Task item. Filter the data for "that" and copy matching lines.

BEGIN Exercise data

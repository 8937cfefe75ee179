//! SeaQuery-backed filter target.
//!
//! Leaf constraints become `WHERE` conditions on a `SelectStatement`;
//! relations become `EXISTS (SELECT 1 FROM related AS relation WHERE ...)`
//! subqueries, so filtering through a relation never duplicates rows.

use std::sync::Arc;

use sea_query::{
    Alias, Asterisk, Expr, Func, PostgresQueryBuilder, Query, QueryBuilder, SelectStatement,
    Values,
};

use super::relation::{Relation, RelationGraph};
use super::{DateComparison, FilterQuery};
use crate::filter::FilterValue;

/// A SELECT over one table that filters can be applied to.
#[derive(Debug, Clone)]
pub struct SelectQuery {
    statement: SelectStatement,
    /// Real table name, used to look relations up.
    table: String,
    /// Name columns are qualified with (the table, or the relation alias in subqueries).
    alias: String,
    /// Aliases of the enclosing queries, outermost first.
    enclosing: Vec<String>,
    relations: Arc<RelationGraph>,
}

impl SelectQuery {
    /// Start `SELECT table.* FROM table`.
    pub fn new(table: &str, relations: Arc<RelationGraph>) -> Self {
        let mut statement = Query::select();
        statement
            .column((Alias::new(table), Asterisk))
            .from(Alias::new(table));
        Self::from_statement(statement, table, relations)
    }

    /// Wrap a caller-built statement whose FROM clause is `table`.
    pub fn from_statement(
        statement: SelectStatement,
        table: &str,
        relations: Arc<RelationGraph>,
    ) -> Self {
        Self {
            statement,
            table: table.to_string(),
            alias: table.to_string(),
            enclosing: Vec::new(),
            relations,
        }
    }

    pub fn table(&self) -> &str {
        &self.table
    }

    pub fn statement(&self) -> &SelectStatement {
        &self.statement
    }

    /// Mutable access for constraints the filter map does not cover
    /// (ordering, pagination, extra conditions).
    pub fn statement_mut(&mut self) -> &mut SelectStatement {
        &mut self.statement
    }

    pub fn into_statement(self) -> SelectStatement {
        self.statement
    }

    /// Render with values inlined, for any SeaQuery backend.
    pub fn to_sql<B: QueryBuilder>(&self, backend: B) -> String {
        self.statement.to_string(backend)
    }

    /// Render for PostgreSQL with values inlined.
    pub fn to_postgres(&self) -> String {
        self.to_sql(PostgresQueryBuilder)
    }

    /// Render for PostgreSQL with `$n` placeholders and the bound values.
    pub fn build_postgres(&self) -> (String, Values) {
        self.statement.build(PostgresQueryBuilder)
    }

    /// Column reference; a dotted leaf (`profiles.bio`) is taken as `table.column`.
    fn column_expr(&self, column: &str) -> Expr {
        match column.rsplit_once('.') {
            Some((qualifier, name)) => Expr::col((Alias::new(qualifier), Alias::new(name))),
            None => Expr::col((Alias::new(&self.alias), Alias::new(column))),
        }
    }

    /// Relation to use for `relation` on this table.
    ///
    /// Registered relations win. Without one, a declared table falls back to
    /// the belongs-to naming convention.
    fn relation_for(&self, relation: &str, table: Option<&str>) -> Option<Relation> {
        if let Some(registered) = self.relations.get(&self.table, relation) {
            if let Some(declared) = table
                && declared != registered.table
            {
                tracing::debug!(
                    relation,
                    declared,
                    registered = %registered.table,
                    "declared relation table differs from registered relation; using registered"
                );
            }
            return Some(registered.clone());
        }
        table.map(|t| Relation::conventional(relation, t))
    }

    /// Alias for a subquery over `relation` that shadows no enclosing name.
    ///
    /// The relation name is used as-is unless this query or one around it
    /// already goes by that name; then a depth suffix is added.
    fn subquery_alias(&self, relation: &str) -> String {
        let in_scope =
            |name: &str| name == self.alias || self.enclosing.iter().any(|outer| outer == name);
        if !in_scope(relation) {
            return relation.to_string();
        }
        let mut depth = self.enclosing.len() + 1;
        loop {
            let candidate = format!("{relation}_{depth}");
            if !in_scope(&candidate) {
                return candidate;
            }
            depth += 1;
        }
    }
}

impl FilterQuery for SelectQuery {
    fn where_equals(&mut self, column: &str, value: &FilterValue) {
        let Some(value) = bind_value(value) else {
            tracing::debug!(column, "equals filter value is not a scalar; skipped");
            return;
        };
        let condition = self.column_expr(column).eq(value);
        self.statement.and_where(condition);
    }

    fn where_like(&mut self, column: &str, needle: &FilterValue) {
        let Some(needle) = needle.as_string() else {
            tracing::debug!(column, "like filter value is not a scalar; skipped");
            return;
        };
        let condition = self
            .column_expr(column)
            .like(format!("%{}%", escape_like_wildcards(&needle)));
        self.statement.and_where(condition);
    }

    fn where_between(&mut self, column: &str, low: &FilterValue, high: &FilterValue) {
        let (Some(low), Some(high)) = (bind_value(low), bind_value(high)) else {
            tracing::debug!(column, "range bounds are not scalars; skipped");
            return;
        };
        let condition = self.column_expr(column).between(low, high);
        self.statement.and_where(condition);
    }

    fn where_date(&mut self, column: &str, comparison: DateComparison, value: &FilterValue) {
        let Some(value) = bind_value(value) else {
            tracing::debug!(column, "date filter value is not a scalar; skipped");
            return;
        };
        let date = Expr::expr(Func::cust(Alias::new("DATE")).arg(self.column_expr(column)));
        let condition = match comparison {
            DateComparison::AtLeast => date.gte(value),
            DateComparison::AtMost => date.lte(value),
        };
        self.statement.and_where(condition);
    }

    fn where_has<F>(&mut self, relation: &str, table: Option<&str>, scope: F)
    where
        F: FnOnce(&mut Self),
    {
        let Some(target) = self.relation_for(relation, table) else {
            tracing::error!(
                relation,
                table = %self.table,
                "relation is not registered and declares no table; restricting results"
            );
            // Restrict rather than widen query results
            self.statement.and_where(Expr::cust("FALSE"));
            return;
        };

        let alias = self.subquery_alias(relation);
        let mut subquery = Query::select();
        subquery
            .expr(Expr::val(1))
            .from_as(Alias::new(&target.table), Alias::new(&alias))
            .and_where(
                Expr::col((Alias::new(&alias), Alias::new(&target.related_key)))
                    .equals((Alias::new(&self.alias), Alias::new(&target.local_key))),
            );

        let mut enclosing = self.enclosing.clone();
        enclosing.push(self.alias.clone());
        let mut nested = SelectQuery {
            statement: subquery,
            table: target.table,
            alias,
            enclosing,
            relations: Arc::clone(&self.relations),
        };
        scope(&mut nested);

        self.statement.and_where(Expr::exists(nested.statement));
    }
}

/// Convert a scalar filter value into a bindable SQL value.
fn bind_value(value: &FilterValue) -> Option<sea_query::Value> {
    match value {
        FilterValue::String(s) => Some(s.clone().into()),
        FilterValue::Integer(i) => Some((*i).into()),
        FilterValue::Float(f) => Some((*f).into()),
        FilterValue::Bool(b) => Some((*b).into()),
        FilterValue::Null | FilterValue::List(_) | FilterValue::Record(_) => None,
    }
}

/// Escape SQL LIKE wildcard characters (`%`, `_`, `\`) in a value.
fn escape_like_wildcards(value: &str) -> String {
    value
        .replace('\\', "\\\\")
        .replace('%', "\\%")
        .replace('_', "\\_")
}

END Exercise data

Answer for this exercise.
/// A SELECT over one table that filters can be applied to.
    /// Alias for a subquery over `relation` that shadows no enclosing name.
    /// already goes by that name; then a depth suffix is added.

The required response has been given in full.